[Stored items]
* * * *

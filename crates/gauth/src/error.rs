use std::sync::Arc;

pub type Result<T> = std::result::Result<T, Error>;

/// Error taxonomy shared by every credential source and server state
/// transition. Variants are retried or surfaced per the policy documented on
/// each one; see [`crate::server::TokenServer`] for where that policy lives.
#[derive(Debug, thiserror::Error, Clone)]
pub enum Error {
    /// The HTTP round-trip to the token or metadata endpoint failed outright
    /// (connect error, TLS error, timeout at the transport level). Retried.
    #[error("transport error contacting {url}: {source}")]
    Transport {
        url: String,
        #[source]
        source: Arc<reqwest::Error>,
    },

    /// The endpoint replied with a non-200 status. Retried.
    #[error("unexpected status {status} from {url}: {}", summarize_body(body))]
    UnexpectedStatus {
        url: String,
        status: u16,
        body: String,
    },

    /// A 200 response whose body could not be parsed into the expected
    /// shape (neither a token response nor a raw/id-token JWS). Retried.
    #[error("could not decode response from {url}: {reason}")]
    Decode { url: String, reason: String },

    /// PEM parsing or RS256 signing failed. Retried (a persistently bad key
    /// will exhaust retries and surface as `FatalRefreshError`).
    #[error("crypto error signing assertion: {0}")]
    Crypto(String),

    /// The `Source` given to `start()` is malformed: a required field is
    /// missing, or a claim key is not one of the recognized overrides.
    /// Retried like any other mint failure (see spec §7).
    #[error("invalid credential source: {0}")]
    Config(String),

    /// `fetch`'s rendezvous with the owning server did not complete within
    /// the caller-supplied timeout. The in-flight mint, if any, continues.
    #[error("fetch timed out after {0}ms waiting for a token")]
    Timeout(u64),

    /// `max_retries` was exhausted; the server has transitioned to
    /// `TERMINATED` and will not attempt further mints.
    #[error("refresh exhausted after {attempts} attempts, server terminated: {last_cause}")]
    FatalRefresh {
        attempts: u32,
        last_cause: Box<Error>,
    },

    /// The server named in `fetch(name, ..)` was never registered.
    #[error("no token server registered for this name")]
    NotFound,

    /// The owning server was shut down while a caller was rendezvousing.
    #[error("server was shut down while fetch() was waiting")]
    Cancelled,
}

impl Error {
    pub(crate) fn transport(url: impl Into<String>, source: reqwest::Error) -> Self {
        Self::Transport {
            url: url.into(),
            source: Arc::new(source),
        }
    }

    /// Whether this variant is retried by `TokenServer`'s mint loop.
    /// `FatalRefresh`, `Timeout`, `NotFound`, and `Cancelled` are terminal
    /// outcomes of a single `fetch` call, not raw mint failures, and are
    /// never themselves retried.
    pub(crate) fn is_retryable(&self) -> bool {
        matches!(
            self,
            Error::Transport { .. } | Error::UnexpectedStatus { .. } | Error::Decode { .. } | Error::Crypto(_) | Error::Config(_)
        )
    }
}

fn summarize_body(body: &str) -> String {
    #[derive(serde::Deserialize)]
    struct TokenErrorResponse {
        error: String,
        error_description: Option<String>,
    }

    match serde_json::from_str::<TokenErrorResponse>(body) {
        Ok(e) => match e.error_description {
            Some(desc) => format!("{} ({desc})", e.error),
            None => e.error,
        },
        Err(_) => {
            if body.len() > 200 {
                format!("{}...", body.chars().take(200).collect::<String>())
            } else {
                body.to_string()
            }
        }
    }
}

* * * *

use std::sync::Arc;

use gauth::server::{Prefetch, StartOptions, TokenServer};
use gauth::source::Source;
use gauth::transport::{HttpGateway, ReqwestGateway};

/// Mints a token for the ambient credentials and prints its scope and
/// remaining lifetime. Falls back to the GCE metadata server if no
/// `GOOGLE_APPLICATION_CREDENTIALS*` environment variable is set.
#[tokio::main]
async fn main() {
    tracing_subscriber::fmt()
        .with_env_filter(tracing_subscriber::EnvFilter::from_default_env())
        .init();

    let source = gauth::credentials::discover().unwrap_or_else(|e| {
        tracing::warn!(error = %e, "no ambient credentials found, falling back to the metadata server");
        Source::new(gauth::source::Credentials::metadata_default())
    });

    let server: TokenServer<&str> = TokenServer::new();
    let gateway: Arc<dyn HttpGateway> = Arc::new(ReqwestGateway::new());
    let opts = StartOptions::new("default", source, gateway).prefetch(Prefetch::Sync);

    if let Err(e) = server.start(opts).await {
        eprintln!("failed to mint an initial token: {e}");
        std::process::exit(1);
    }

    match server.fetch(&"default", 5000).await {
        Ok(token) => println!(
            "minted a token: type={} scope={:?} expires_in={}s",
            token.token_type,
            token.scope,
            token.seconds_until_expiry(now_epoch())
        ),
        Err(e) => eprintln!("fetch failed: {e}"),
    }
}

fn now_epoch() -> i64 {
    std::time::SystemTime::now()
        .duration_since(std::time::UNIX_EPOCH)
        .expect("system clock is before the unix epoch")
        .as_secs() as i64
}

* * * *

Task instructions — Looking at the data above, write out exactly the lines that start at the one containing "filename crates/gauth/src/error.rs" and end at the one containing "that policy lives."; include both and nothing beyond.

Answer space —
filename crates/gauth/src/error.rs
use std::sync::Arc;

pub type Result<T> = std::result::Result<T, Error>;

/// Error taxonomy shared by every credential source and server state
/// transition. Variants are retried or surfaced per the policy documented on
/// each one; see [`crate::server::TokenServer`] for where that policy lives.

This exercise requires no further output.